Thierry Yalamas,PDG de Phimeca, souligne le paradoxe de ces zones. Ce sont des espaces très minéraux avec de grands parkings qui deviennent des espaces de vie. Mais elles enlèvent aussi d’autres formes de vie. C’est sans doute tout l’enjeu. Trouver comment répondre à ce paradoxe pour que le développement de la vie économique ne soit pas contraire à d’autres formes de vie.

Pour Sylvain Casildas, Vice-Président de Clermont Auvergne Métropole, les ZAE doivent se réinventer. Elles doivent s’adapter aux nouveaux enjeux contemporains, passant d’un symbole de modernité des Trente Glorieuses à de véritables lieux de vie… et engager la transition de ces ZAE.

Changement de paradigme pour les collectivités locales

“Nous avons repensé notre façon de faire.

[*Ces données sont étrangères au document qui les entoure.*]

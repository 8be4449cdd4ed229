//! Lawyer directory store
//!
//! The directory is the static collection of lawyer records the query
//! engine runs over. It is loaded once at startup and is read-only for the
//! process lifetime; any load or validation failure is fatal to the
//! subsystem (there is no meaningful partial directory).

pub mod categories;

use crate::coord::Coordinates;
use crate::error::{Error, Result};
use serde::{Deserialize, Serialize};
use std::path::Path;
use tracing::info;

/// Dataset bundled with the crate, used unless a path override is given
const EMBEDDED_DATASET: &str = include_str!("../../data/lawyers.json");

/// A lawyer record
///
/// Field names match the Justicaa UI dataset exactly. Records are immutable
/// once loaded; per-query data such as distance lives on the ranked result,
/// never here.
#[derive(Debug, Clone, Serialize, Deserialize)]
pub struct Lawyer {
    pub id: String,
    pub name: String,
    /// Areas of practice; always non-empty
    pub specialization: Vec<String>,
    pub city: String,
    /// Neighborhood or area within the city
    pub location: String,
    pub pincode: String,
    pub address: String,
    /// Contact number; may be empty
    #[serde(default)]
    pub phone: String,
    /// Years of practice
    pub experience: u32,
    /// In [0, 5]; tie-break key in ranking, never a primary filter
    pub rating: f64,
    pub latitude: f64,
    pub longitude: f64,
    /// Display-only; not load-bearing in ranking
    pub verified: bool,
}

impl Lawyer {
    /// Coordinates of this lawyer's office
    pub fn coords(&self) -> Coordinates {
        Coordinates::new(self.latitude, self.longitude)
    }
}

/// The read-only lawyer directory
#[derive(Debug, Clone)]
pub struct Directory {
    lawyers: Vec<Lawyer>,
}

impl Directory {
    /// Load the dataset bundled with the crate
    pub fn load_embedded() -> Result<Self> {
        Self::from_json(EMBEDDED_DATASET)
    }

    /// Load a dataset from a JSON file
    pub fn from_path(path: &Path) -> Result<Self> {
        let content = std::fs::read_to_string(path)
            .map_err(|e| Error::Directory(format!("Failed to read {}: {}", path.display(), e)))?;
        Self::from_json(&content)
    }

    /// Parse and validate a JSON array of lawyer records
    pub fn from_json(json: &str) -> Result<Self> {
        let lawyers: Vec<Lawyer> = serde_json::from_str(json)
            .map_err(|e| Error::Directory(format!("Failed to parse dataset: {}", e)))?;

        for lawyer in &lawyers {
            validate_record(lawyer)?;
        }

        info!(count = lawyers.len(), "loaded lawyer directory");
        Ok(Self { lawyers })
    }

    /// All records, in dataset order
    pub fn all(&self) -> &[Lawyer] {
        &self.lawyers
    }

    pub fn len(&self) -> usize {
        self.lawyers.len()
    }

    pub fn is_empty(&self) -> bool {
        self.lawyers.is_empty()
    }
}

/// Validate a single record; any violation is fatal at load time
fn validate_record(lawyer: &Lawyer) -> Result<()> {
    lawyer.coords().validate().map_err(|e| {
        Error::Directory(format!("Record {}: {}", lawyer.id, e))
    })?;

    if lawyer.specialization.is_empty() {
        return Err(Error::Directory(format!(
            "Record {}: specialization must be non-empty",
            lawyer.id
        )));
    }

    if lawyer.rating < 0.0 || lawyer.rating > 5.0 {
        return Err(Error::Directory(format!(
            "Record {}: rating {} is out of range [0, 5]",
            lawyer.id, lawyer.rating
        )));
    }

    Ok(())
}

#[cfg(test)]
mod tests {
    use super::*;

    fn record(id: &str) -> Lawyer {
        Lawyer {
            id: id.to_string(),
            name: "Adv. Test".to_string(),
            specialization: vec!["Family Law".to_string()],
            city: "Gwalior".to_string(),
            location: "Lashkar".to_string(),
            pincode: "474001".to_string(),
            address: "Test address".to_string(),
            phone: String::new(),
            experience: 5,
            rating: 4.0,
            latitude: 26.2183,
            longitude: 78.1828,
            verified: false,
        }
    }

    #[test]
    fn test_embedded_dataset_loads() {
        let directory = Directory::load_embedded().unwrap();
        assert!(!directory.is_empty());
        // Every record passes validation by construction of load
        for lawyer in directory.all() {
            assert!(!lawyer.specialization.is_empty());
            assert!(lawyer.rating >= 0.0 && lawyer.rating <= 5.0);
        }
    }

    #[test]
    fn test_embedded_dataset_has_gwalior_cluster() {
        let directory = Directory::load_embedded().unwrap();
        let gwalior = directory
            .all()
            .iter()
            .filter(|l| l.city == "Gwalior")
            .count();
        assert!(gwalior >= 3);
    }

    #[test]
    fn test_missing_phone_defaults_to_empty() {
        let json = r#"[{
            "id": "X1", "name": "Adv. No Phone",
            "specialization": ["Criminal Law"],
            "city": "Gwalior", "location": "Morar", "pincode": "474006",
            "address": "somewhere", "experience": 3, "rating": 3.5,
            "latitude": 26.23, "longitude": 78.22, "verified": false
        }]"#;
        let directory = Directory::from_json(json).unwrap();
        assert_eq!(directory.all()[0].phone, "");
    }

    #[test]
    fn test_rejects_out_of_range_rating() {
        let mut lawyer = record("X1");
        lawyer.rating = 5.1;
        let json = serde_json::to_string(&vec![lawyer]).unwrap();
        assert!(Directory::from_json(&json).is_err());
    }

    #[test]
    fn test_rejects_out_of_range_coordinates() {
        let mut lawyer = record("X1");
        lawyer.latitude = 95.0;
        let json = serde_json::to_string(&vec![lawyer]).unwrap();
        assert!(Directory::from_json(&json).is_err());
    }

    #[test]
    fn test_rejects_empty_specialization() {
        let mut lawyer = record("X1");
        lawyer.specialization.clear();
        let json = serde_json::to_string(&vec![lawyer]).unwrap();
        assert!(Directory::from_json(&json).is_err());
    }

    #[test]
    fn test_rejects_malformed_json() {
        assert!(Directory::from_json("not json").is_err());
    }
}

Par exemple, nous avons mis en place un critère sur l’optimisation foncière, c’est-à-dire que si quelqu’un veut construire un bâtiment de 400 m², on ne lui attribue pas 5000 m²”, explique l’élu. Nous créons un ratio entre le projet économique, les bâtiments à construire et le foncier demandé pour optimiser au maximum.  Nous sommes très vigilants sur les critères environnementaux. Tous les projets que nous examinons doivent inclure du photovoltaïque, de la récupération d’eau, etc. Nous veillons aussi à ne pas être en concurrence entre territoires. Le développement consiste aussi à être respectueux et à ne pas tout concentrer sur le territoire de la métropole.”

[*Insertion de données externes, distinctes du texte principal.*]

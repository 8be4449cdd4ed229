//! Locate command handler
//!
//! Resolves a location input without running a search. Mirrors the
//! resolver surface the UI uses: free-text manual entry or IP fallback.

use crate::config::Config;
use crate::error::{Error, Result};
use crate::geo::{self, cities};
use clap::Args;

/// Locate command arguments
#[derive(Args)]
pub struct LocateArgs {
    /// City name or 6-digit pincode
    #[arg(conflicts_with = "here")]
    pub input: Option<String>,

    /// Use current location (IP geolocation)
    #[arg(long)]
    pub here: bool,
}

/// Run the locate command
pub async fn run(args: LocateArgs) -> Result<()> {
    let resolved = if args.here {
        let config = Config::load()?;
        geo::get_ip_locator(&config).locate().await?
    } else if let Some(input) = &args.input {
        cities::resolve_free_text(input)?
    } else {
        return Err(Error::LocationNotFound(
            "provide a city name, a pincode, or --here".to_string(),
        ));
    };

    println!("{}", resolved.label);
    println!("  lat: {}", resolved.coords.lat);
    println!("  lng: {}", resolved.coords.lng);
    println!("  source: {}", resolved.source);

    Ok(())
}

Raréfaction du foncier : le difficile arbitrage entre usages 

Les élus doivent équilibrer réindustrialisation et accueil d’entreprises innovantes avec le respect des règles environnementales. La Métropole se concentre sur la reconstruction des zones existantes et la gestion des besoins de chacun, y compris l’agriculture, essentielle pour les politiques alimentaires locales.

« Nous sommes au milieu d’un virage, dans un monde de transition. Notre politique publique sur l’aménagement économique est justement dans cette temporalité. Nous ne sommes plus dans le monde d’avant, nous ne sommes pas encore totalement dans le monde d’après. Nous sommes vraiment dans ce temps de transition. »

La réalité de la transition écologique sur le terrain

De leur côté, les entreprises doivent naviguer entre leurs ambitions écologiques et les réalités économiques et logistiques. Thierry Yalamas, dont l’entreprise est située en zone d’activité du Zénith et Vincent André cofondateur de Picture Organic Clothing, en zone de Ladoux à Cébazat, sont tous les deux engagés. Phimeca est entreprise à mission et Thierry Yalamas engagé dans la Convention des Entreprises pour le Climat Massif Central. Picture est labellisée BCorp. Chacune de ces démarches poussent à analyser ses impacts et repenser ses pratiques. Notamment concernant son ancrage local.

Le référentiel B Corp balaye très largement,  des statuts de l’entreprise aux moyens de déplacement des salariés, à la provenance de l’énergie utilisée…  C’est un label complet et compliqué à obtenir, mais qui donne du sens aux équipes. Lorsqu’il s’est agi de déménager l’entreprise,  Vincent André a envisagé la réhabilitation d’un bâtiment existant. Mais entre la difficulté de combiner tous les critères et un surcoût estimé à 30%, le projet n’était pas viable.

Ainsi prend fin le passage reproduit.